WHAT IS BEING ASKED -> Exactly the lines from the start of the data below through the line containing "parse it again." must be returned, and no others.
== THE RECORDS
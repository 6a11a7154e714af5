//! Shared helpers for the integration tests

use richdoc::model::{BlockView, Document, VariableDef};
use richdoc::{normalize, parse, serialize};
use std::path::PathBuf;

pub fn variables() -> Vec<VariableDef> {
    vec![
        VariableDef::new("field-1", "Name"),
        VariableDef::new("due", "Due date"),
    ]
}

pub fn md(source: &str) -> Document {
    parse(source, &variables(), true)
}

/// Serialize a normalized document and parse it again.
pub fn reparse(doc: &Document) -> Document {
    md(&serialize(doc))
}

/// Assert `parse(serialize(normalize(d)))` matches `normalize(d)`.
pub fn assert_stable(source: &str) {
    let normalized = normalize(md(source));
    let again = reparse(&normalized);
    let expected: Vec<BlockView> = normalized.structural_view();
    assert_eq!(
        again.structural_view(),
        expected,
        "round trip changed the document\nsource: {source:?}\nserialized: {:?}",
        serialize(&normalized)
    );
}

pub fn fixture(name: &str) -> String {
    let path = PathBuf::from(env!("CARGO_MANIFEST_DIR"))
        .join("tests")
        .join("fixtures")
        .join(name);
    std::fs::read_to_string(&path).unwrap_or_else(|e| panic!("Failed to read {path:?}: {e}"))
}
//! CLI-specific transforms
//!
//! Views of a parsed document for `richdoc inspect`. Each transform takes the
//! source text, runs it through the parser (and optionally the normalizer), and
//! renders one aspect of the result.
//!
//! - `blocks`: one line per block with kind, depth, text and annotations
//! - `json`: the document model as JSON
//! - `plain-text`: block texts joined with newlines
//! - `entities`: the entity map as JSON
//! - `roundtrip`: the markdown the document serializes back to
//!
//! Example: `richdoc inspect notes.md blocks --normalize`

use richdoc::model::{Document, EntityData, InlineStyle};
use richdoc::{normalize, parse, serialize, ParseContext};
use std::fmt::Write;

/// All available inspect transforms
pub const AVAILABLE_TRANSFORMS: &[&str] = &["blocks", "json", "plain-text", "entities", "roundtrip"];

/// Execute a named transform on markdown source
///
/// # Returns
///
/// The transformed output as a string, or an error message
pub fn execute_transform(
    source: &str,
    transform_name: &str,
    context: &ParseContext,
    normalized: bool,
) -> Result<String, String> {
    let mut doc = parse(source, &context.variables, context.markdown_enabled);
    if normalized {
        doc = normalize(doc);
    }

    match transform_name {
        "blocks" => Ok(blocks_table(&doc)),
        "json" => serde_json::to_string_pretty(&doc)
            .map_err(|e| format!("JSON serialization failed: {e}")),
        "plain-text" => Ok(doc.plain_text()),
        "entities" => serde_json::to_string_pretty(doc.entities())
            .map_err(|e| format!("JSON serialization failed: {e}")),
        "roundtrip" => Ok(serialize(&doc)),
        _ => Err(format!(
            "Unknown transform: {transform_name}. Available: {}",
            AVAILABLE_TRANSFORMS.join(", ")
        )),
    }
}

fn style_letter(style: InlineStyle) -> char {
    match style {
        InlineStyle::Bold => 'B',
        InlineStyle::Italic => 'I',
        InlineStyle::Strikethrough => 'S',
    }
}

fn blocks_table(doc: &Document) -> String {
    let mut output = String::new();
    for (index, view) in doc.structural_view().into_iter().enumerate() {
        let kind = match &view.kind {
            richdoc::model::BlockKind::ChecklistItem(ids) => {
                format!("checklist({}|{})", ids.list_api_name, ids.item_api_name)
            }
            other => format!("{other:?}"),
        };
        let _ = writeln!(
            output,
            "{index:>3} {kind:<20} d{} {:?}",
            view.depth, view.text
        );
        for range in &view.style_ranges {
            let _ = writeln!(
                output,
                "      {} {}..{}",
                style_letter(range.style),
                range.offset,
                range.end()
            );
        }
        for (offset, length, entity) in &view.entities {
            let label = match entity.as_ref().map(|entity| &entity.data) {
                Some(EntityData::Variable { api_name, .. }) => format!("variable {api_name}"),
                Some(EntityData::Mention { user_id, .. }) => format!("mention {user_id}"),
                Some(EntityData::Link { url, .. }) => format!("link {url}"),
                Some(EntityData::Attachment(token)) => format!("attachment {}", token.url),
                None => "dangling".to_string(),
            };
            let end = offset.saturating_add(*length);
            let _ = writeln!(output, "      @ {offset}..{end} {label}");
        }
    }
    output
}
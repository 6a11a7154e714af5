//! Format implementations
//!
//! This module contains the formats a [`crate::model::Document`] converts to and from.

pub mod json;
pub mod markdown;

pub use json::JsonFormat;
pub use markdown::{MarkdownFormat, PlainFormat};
====
REPLY TO THE TASK ->
repository 6a11a7154e714af5
//! Shared helpers for the integration tests

use richdoc::model::{BlockView, Document, VariableDef};
use richdoc::{normalize, parse, serialize};
use std::path::PathBuf;

pub fn variables() -> Vec<VariableDef> {
    vec![
        VariableDef::new("field-1", "Name"),
        VariableDef::new("due", "Due date"),
    ]
}

pub fn md(source: &str) -> Document {
    parse(source, &variables(), true)
}

/// Serialize a normalized document and parse it again.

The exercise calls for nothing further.